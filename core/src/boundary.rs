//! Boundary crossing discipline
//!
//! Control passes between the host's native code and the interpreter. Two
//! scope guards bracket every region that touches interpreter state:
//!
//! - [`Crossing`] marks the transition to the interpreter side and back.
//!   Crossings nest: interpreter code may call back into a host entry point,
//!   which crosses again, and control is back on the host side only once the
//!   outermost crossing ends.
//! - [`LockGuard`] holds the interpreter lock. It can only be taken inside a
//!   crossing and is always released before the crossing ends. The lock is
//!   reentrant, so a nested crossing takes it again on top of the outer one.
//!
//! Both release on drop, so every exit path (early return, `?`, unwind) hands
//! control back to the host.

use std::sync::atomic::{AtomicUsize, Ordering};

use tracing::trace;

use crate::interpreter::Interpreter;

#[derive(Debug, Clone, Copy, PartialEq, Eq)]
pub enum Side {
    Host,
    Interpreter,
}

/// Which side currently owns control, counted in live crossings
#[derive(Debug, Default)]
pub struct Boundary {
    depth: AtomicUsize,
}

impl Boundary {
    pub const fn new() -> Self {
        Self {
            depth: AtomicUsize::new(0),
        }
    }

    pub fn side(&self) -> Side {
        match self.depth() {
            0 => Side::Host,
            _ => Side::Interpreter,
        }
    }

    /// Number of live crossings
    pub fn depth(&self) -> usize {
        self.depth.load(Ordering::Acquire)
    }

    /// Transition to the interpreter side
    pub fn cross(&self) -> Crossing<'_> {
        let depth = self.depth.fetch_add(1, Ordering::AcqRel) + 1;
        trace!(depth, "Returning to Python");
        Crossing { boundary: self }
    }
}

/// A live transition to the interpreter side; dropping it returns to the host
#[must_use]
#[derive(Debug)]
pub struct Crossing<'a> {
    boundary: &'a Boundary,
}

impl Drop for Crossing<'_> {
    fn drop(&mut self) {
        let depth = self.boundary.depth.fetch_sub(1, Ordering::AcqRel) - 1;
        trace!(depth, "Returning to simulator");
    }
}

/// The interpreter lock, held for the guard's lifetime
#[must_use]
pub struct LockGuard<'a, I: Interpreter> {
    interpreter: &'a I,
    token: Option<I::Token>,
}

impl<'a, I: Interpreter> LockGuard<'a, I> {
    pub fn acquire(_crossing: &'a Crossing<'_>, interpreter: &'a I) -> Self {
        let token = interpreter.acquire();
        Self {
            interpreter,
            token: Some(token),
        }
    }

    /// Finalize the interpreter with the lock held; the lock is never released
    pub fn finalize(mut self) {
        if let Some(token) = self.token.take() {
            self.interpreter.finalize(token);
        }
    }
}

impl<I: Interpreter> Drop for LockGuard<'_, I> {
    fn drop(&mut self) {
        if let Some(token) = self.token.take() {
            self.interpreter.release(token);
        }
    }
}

[Action item] A verbatim output of all the data above is needed.

[Task output]
filename core/src/boundary.rs
//! Boundary crossing discipline
//!
//! Control passes between the host's native code and the interpreter. Two
//! scope guards bracket every region that touches interpreter state:
//!
//! - [`Crossing`] marks the transition to the interpreter side and back.
//!   Crossings nest: interpreter code may call back into a host entry point,
//!   which crosses again, and control is back on the host side only once the
//!   outermost crossing ends.
//! - [`LockGuard`] holds the interpreter lock. It can only be taken inside a
//!   crossing and is always released before the crossing ends. The lock is
//!   reentrant, so a nested crossing takes it again on top of the outer one.
//!
//! Both release on drop, so every exit path (early return, `?`, unwind) hands
//! control back to the host.

use std::sync::atomic::{AtomicUsize, Ordering};

use tracing::trace;

use crate::interpreter::Interpreter;

#[derive(Debug, Clone, Copy, PartialEq, Eq)]
pub enum Side {
    Host,
    Interpreter,
}

/// Which side currently owns control, counted in live crossings
#[derive(Debug, Default)]
pub struct Boundary {
    depth: AtomicUsize,
}

impl Boundary {
    pub const fn new() -> Self {
        Self {
            depth: AtomicUsize::new(0),
        }
    }

    pub fn side(&self) -> Side {
        match self.depth() {
            0 => Side::Host,
            _ => Side::Interpreter,
        }
    }

    /// Number of live crossings
    pub fn depth(&self) -> usize {
        self.depth.load(Ordering::Acquire)
    }

    /// Transition to the interpreter side
    pub fn cross(&self) -> Crossing<'_> {
        let depth = self.depth.fetch_add(1, Ordering::AcqRel) + 1;
        trace!(depth, "Returning to Python");
        Crossing { boundary: self }
    }
}

/// A live transition to the interpreter side; dropping it returns to the host
#[must_use]
#[derive(Debug)]
pub struct Crossing<'a> {
    boundary: &'a Boundary,
}

impl Drop for Crossing<'_> {
    fn drop(&mut self) {
        let depth = self.boundary.depth.fetch_sub(1, Ordering::AcqRel) - 1;
        trace!(depth, "Returning to simulator");
    }
}

/// The interpreter lock, held for the guard's lifetime
#[must_use]
pub struct LockGuard<'a, I: Interpreter> {
    interpreter: &'a I,
    token: Option<I::Token>,
}

impl<'a, I: Interpreter> LockGuard<'a, I> {
    pub fn acquire(_crossing: &'a Crossing<'_>, interpreter: &'a I) -> Self {
        let token = interpreter.acquire();
        Self {
            interpreter,
            token: Some(token),
        }
    }

    /// Finalize the interpreter with the lock held; the lock is never released
    pub fn finalize(mut self) {
        if let Some(token) = self.token.take() {
            self.interpreter.finalize(token);
        }
    }
}

impl<I: Interpreter> Drop for LockGuard<'_, I> {
    fn drop(&mut self) {
        if let Some(token) = self.token.take() {
            self.interpreter.release(token);
        }
    }
}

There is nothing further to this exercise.